YOUR ASSIGNMENT
A line qualifies if it holds the string "Deserialize". Copy every qualifying line from the records.

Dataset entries
____________________

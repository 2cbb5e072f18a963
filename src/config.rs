use serde::{Deserialize, Serialize};
use std::fs;
use std::path::Path;

use crate::error::ProjectError;

/// Tunables for the real-time engine. Every field has a default, so a
/// config file only needs the values it changes.
#[derive(Debug, Clone, PartialEq, Serialize, Deserialize)]
#[serde(default)]
pub struct EngineConfig {
    /// Slots in the control -> audio command queue.
    pub command_capacity: usize,
    /// Slots in the audio -> control notification channel.
    pub update_capacity: usize,
    /// Scheduling window while previewing a pattern.
    pub preview_lookahead_ms: f64,
    /// Scheduling window while playing the arrangement.
    pub arrangement_lookahead_beats: f64,
    pub position_interval_ms: f64,
    pub master_gain: f32,
    /// Frames rendered between scheduling passes.
    pub block_size: usize,
}

impl Default for EngineConfig {
    fn default() -> Self {
        Self {
            command_capacity: 1024,
            update_capacity: 256,
            preview_lookahead_ms: 150.0,
            arrangement_lookahead_beats: 4.0,
            position_interval_ms: 50.0,
            master_gain: 0.5,
            block_size: 256,
        }
    }
}

impl EngineConfig {
    pub fn load(path: &Path) -> Result<Self, ProjectError> {
        let ron_string = fs::read_to_string(path)?;
        let config: EngineConfig = ron::from_str(&ron_string)?;
        Ok(config.sanitized())
    }

    /// Replaces values the engine cannot run with by their defaults.
    pub fn sanitized(mut self) -> Self {
        let defaults = Self::default();
        if self.command_capacity == 0 {
            self.command_capacity = defaults.command_capacity;
        }
        if self.update_capacity == 0 {
            self.update_capacity = defaults.update_capacity;
        }
        if !(self.preview_lookahead_ms.is_finite() && self.preview_lookahead_ms >= 0.0) {
            self.preview_lookahead_ms = defaults.preview_lookahead_ms;
        }
        let lookahead = self.arrangement_lookahead_beats;
        if !(lookahead.is_finite() && lookahead >= 0.0) {
            self.arrangement_lookahead_beats = defaults.arrangement_lookahead_beats;
        }
        if !(self.position_interval_ms.is_finite() && self.position_interval_ms > 0.0) {
            self.position_interval_ms = defaults.position_interval_ms;
        }
        if !(self.master_gain.is_finite() && self.master_gain >= 0.0) {
            self.master_gain = defaults.master_gain;
        }
        if self.block_size == 0 {
            self.block_size = defaults.block_size;
        }
        self
    }
}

____________________

OUTPUT OF THE TASK
use serde::{Deserialize, Serialize};
#[derive(Debug, Clone, PartialEq, Serialize, Deserialize)]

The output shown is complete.